Copy out each line of the data that contains "const".

Saved data entries
= Beginning of Section =

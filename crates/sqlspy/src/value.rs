//! Bound parameter values and how they are rendered as SQL literals.

use crate::format::{TokenKind, tokenize};
use bytes::BytesMut;
use chrono::{DateTime, NaiveDate, NaiveDateTime, Utc};
use std::error::Error;
use std::fmt;
use tokio_postgres::Row;
use tokio_postgres::types::{FromSql, IsNull, ToSql, Type};

/// Pattern used for every date/time literal in SQL dumps.
pub const DATE_FORMAT: &str = "%Y-%m-%d %H:%M:%S%.3f";

/// Text shown in a result table for a value that could not be decoded.
pub const UNREAD_VALUE: &str = "[unread]";

/// A parameter or column value captured for display.
#[derive(Debug, Clone, PartialEq)]
pub enum SqlValue {
    Null,
    Bool(bool),
    Int(i64),
    Float(f64),
    Text(String),
    Bytes(Vec<u8>),
    Date(NaiveDate),
    Timestamp(NaiveDateTime),
    TimestampTz(DateTime<Utc>),
    Uuid(uuid::Uuid),
    Json(serde_json::Value),
}

impl SqlValue {
    pub fn is_null(&self) -> bool {
        matches!(self, SqlValue::Null)
    }

    /// Decode column `idx` of `row` for display.
    ///
    /// Returns `None` for SQL `NULL`. Columns whose type has no mapping, or
    /// whose value fails to decode, become the `[unread]` marker.
    pub fn from_row(row: &Row, idx: usize) -> Option<SqlValue> {
        let ty = row.columns().get(idx)?.type_().clone();

        fn get<'a, T>(row: &'a Row, idx: usize, wrap: impl FnOnce(T) -> SqlValue) -> Option<SqlValue>
        where
            T: tokio_postgres::types::FromSql<'a>,
        {
            match row.try_get::<_, Option<T>>(idx) {
                Ok(v) => v.map(wrap),
                Err(_) => Some(SqlValue::Text(UNREAD_VALUE.to_string())),
            }
        }

        if ty == Type::BOOL {
            get(row, idx, SqlValue::Bool)
        } else if ty == Type::INT2 {
            get(row, idx, |v: i16| SqlValue::Int(v.into()))
        } else if ty == Type::INT4 {
            get(row, idx, |v: i32| SqlValue::Int(v.into()))
        } else if ty == Type::INT8 {
            get(row, idx, SqlValue::Int)
        } else if ty == Type::FLOAT4 {
            get(row, idx, |v: f32| SqlValue::Float(v.into()))
        } else if ty == Type::FLOAT8 {
            get(row, idx, SqlValue::Float)
        } else if ty == Type::TEXT
            || ty == Type::VARCHAR
            || ty == Type::BPCHAR
            || ty == Type::NAME
        {
            get(row, idx, SqlValue::Text)
        } else if ty == Type::BYTEA {
            get(row, idx, SqlValue::Bytes)
        } else if ty == Type::DATE {
            get(row, idx, SqlValue::Date)
        } else if ty == Type::TIMESTAMP {
            get(row, idx, SqlValue::Timestamp)
        } else if ty == Type::TIMESTAMPTZ {
            get(row, idx, SqlValue::TimestampTz)
        } else if ty == Type::UUID {
            get(row, idx, SqlValue::Uuid)
        } else if ty == Type::JSON || ty == Type::JSONB {
            get(row, idx, SqlValue::Json)
        } else {
            Some(SqlValue::Text(UNREAD_VALUE.to_string()))
        }
    }

    /// Recover the value behind a parameter of unknown concrete type.
    ///
    /// The parameter is encoded for each supported type in turn and the
    /// first encoding it accepts is decoded back. `None` when no supported
    /// type accepts it.
    pub fn from_param(param: &(dyn ToSql + Sync)) -> Option<SqlValue> {
        let mut buf = BytesMut::new();
        for ty in param_types() {
            buf.clear();
            match param.to_sql_checked(&ty, &mut buf) {
                Ok(IsNull::Yes) => return Some(SqlValue::Null),
                Ok(IsNull::No) => return decode_param(&ty, &buf).ok(),
                Err(_) => {}
            }
        }
        None
    }
}

/// Types tried by [`SqlValue::from_param`], in order.
fn param_types() -> [Type; 13] {
    [
        Type::BOOL,
        Type::INT2,
        Type::INT4,
        Type::INT8,
        Type::FLOAT4,
        Type::FLOAT8,
        Type::TEXT,
        Type::BYTEA,
        Type::DATE,
        Type::TIMESTAMP,
        Type::TIMESTAMPTZ,
        Type::UUID,
        Type::JSONB,
    ]
}

fn decode_param(ty: &Type, raw: &[u8]) -> Result<SqlValue, Box<dyn Error + Sync + Send>> {
    let value = if *ty == Type::BOOL {
        SqlValue::Bool(bool::from_sql(ty, raw)?)
    } else if *ty == Type::INT2 {
        SqlValue::Int(i16::from_sql(ty, raw)?.into())
    } else if *ty == Type::INT4 {
        SqlValue::Int(i32::from_sql(ty, raw)?.into())
    } else if *ty == Type::INT8 {
        SqlValue::Int(i64::from_sql(ty, raw)?)
    } else if *ty == Type::FLOAT4 {
        SqlValue::Float(f32::from_sql(ty, raw)?.into())
    } else if *ty == Type::FLOAT8 {
        SqlValue::Float(f64::from_sql(ty, raw)?)
    } else if *ty == Type::TEXT {
        SqlValue::Text(String::from_sql(ty, raw)?)
    } else if *ty == Type::BYTEA {
        SqlValue::Bytes(Vec::<u8>::from_sql(ty, raw)?)
    } else if *ty == Type::DATE {
        SqlValue::Date(NaiveDate::from_sql(ty, raw)?)
    } else if *ty == Type::TIMESTAMP {
        SqlValue::Timestamp(NaiveDateTime::from_sql(ty, raw)?)
    } else if *ty == Type::TIMESTAMPTZ {
        SqlValue::TimestampTz(DateTime::<Utc>::from_sql(ty, raw)?)
    } else if *ty == Type::UUID {
        SqlValue::Uuid(uuid::Uuid::from_sql(ty, raw)?)
    } else if *ty == Type::JSONB {
        SqlValue::Json(serde_json::Value::from_sql(ty, raw)?)
    } else {
        return Err(format!("no display mapping for type {ty}").into());
    };
    Ok(value)
}

/// Plain text form, as shown in result tables.
impl fmt::Display for SqlValue {
    fn fmt(&self, f: &mut fmt::Formatter<'_>) -> fmt::Result {
        match self {
            SqlValue::Null => f.write_str("NULL"),
            SqlValue::Bool(v) => write!(f, "{v}"),
            SqlValue::Int(v) => write!(f, "{v}"),
            SqlValue::Float(v) => write!(f, "{v}"),
            SqlValue::Text(v) => f.write_str(v),
            SqlValue::Bytes(v) => {
                f.write_str("\\x")?;
                for b in v {
                    write!(f, "{b:02x}")?;
                }
                Ok(())
            }
            SqlValue::Date(v) => write!(f, "{v}"),
            SqlValue::Timestamp(v) => write!(f, "{v}"),
            SqlValue::TimestampTz(v) => write!(f, "{v}"),
            SqlValue::Uuid(v) => write!(f, "{v}"),
            SqlValue::Json(v) => write!(f, "{v}"),
        }
    }
}

macro_rules! impl_from_for_sql_value {
    ($($ty:ty => $variant:ident),* $(,)?) => {
        $(
            impl From<$ty> for SqlValue {
                fn from(v: $ty) -> Self {
                    SqlValue::$variant(v.into())
                }
            }
        )*
    };
}

impl_from_for_sql_value!(
    bool => Bool,
    i16 => Int,
    i32 => Int,
    i64 => Int,
    f32 => Float,
    f64 => Float,
    String => Text,
    &str => Text,
    Vec<u8> => Bytes,
    NaiveDate => Date,
    NaiveDateTime => Timestamp,
    DateTime<Utc> => TimestampTz,
    uuid::Uuid => Uuid,
    serde_json::Value => Json,
);

impl<T: Into<SqlValue>> From<Option<T>> for SqlValue {
    fn from(v: Option<T>) -> Self {
        v.map_or(SqlValue::Null, Into::into)
    }
}

type ToSqlResult = Result<IsNull, Box<dyn Error + Sync + Send>>;

impl ToSql for SqlValue {
    fn to_sql(&self, ty: &Type, out: &mut BytesMut) -> ToSqlResult {
        match self {
            SqlValue::Null => Ok(IsNull::Yes),
            SqlValue::Bool(v) => v.to_sql(ty, out),
            SqlValue::Int(v) => {
                if *ty == Type::INT2 {
                    i16::try_from(*v)?.to_sql(ty, out)
                } else if *ty == Type::INT4 {
                    i32::try_from(*v)?.to_sql(ty, out)
                } else {
                    v.to_sql(ty, out)
                }
            }
            SqlValue::Float(v) => {
                if *ty == Type::FLOAT4 {
                    (*v as f32).to_sql(ty, out)
                } else {
                    v.to_sql(ty, out)
                }
            }
            SqlValue::Text(v) => v.to_sql(ty, out),
            SqlValue::Bytes(v) => v.to_sql(ty, out),
            SqlValue::Date(v) => v.to_sql(ty, out),
            SqlValue::Timestamp(v) => v.to_sql(ty, out),
            SqlValue::TimestampTz(v) => v.to_sql(ty, out),
            SqlValue::Uuid(v) => v.to_sql(ty, out),
            SqlValue::Json(v) => v.to_sql(ty, out),
        }
    }

    fn accepts(_ty: &Type) -> bool {
        true
    }

    fn to_sql_checked(&self, ty: &Type, out: &mut BytesMut) -> ToSqlResult {
        match self {
            SqlValue::Null => Ok(IsNull::Yes),
            SqlValue::Bool(v) => v.to_sql_checked(ty, out),
            SqlValue::Int(_) if *ty == Type::INT2 || *ty == Type::INT4 || *ty == Type::INT8 => {
                self.to_sql(ty, out)
            }
            SqlValue::Int(v) => v.to_sql_checked(ty, out),
            SqlValue::Float(_) if *ty == Type::FLOAT4 || *ty == Type::FLOAT8 => {
                self.to_sql(ty, out)
            }
            SqlValue::Float(v) => v.to_sql_checked(ty, out),
            SqlValue::Text(v) => v.to_sql_checked(ty, out),
            SqlValue::Bytes(v) => v.to_sql_checked(ty, out),
            SqlValue::Date(v) => v.to_sql_checked(ty, out),
            SqlValue::Timestamp(v) => v.to_sql_checked(ty, out),
            SqlValue::TimestampTz(v) => v.to_sql_checked(ty, out),
            SqlValue::Uuid(v) => v.to_sql_checked(ty, out),
            SqlValue::Json(v) => v.to_sql_checked(ty, out),
        }
    }
}

/// SQL literal conventions of one database.
///
/// The provided methods implement the default conventions; a dialect for a
/// specific database overrides what differs.
pub trait Dialect: Send + Sync {
    /// Whether booleans render as `true`/`false` rather than `1`/`0`.
    fn boolean_as_true_false(&self) -> bool {
        false
    }

    /// Render a bound value so the dumped statement can be re-run by hand.
    fn format_parameter(&self, value: &SqlValue) -> String {
        match value {
            SqlValue::Null => "NULL".to_string(),
            SqlValue::Text(s) => format!("'{}'", self.escape_string(s)),
            SqlValue::Date(d) => match d.and_hms_opt(0, 0, 0) {
                Some(dt) => format!("'{}'", dt.format(DATE_FORMAT)),
                None => format!("'{d}'"),
            },
            SqlValue::Timestamp(ts) => format!("'{}'", ts.format(DATE_FORMAT)),
            SqlValue::TimestampTz(ts) => format!("'{}'", ts.naive_utc().format(DATE_FORMAT)),
            SqlValue::Bool(b) => match (self.boolean_as_true_false(), b) {
                (true, true) => "true".to_string(),
                (true, false) => "false".to_string(),
                (false, true) => "1".to_string(),
                (false, false) => "0".to_string(),
            },
            other => other.to_string(),
        }
    }

    /// Render a parameter whose concrete type is unknown.
    ///
    /// Parameters of a supported type render like [`Dialect::format_parameter`];
    /// anything else falls back to its `Debug` text.
    fn format_opaque(&self, value: &(dyn ToSql + Sync)) -> String {
        match SqlValue::from_param(value) {
            Some(v) => self.format_parameter(&v),
            None => format!("{value:?}"),
        }
    }

    /// Escape a string for use inside single quotes: every `'` is doubled.
    fn escape_string(&self, s: &str) -> String {
        s.replace('\'', "''")
    }
}

/// The default dialect.
#[derive(Debug, Clone, Copy, Default)]
pub struct DefaultDialect {
    pub boolean_as_true_false: bool,
}

impl DefaultDialect {
    pub fn new(boolean_as_true_false: bool) -> Self {
        Self {
            boolean_as_true_false,
        }
    }
}

impl Dialect for DefaultDialect {
    fn boolean_as_true_false(&self) -> bool {
        self.boolean_as_true_false
    }
}

/// Substitute `$1`, `$2`, ... in `sql` with already formatted parameters.
///
/// Placeholders inside quoted text, comments and dollar-quoted bodies, and
/// placeholders with no matching parameter, are left untouched.
pub fn dump_sql(sql: &str, params: &[String]) -> String {
    if params.is_empty() {
        return sql.to_string();
    }

    let mut out = String::with_capacity(sql.len() + params.len() * 8);
    let mut last = 0;

    for token in tokenize(sql) {
        if token.kind != TokenKind::Word {
            continue;
        }
        let replacement = placeholder_index(token.text).and_then(|n| params.get(n));
        if let Some(p) = replacement {
            out.push_str(&sql[last..token.start]);
            out.push_str(p);
            last = token.start + token.text.len();
        }
    }

    out.push_str(&sql[last..]);
    out
}

/// Zero-based parameter index of a `$n` placeholder.
fn placeholder_index(word: &str) -> Option<usize> {
    let digits = word.strip_prefix('$')?;
    if digits.is_empty() || !digits.bytes().all(|b| b.is_ascii_digit()) {
        return None;
    }
    digits.parse::<usize>().ok()?.checked_sub(1)
}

= End of Section =

:: Task output ::
pub const DATE_FORMAT: &str = "%Y-%m-%d %H:%M:%S%.3f";
pub const UNREAD_VALUE: &str = "[unread]";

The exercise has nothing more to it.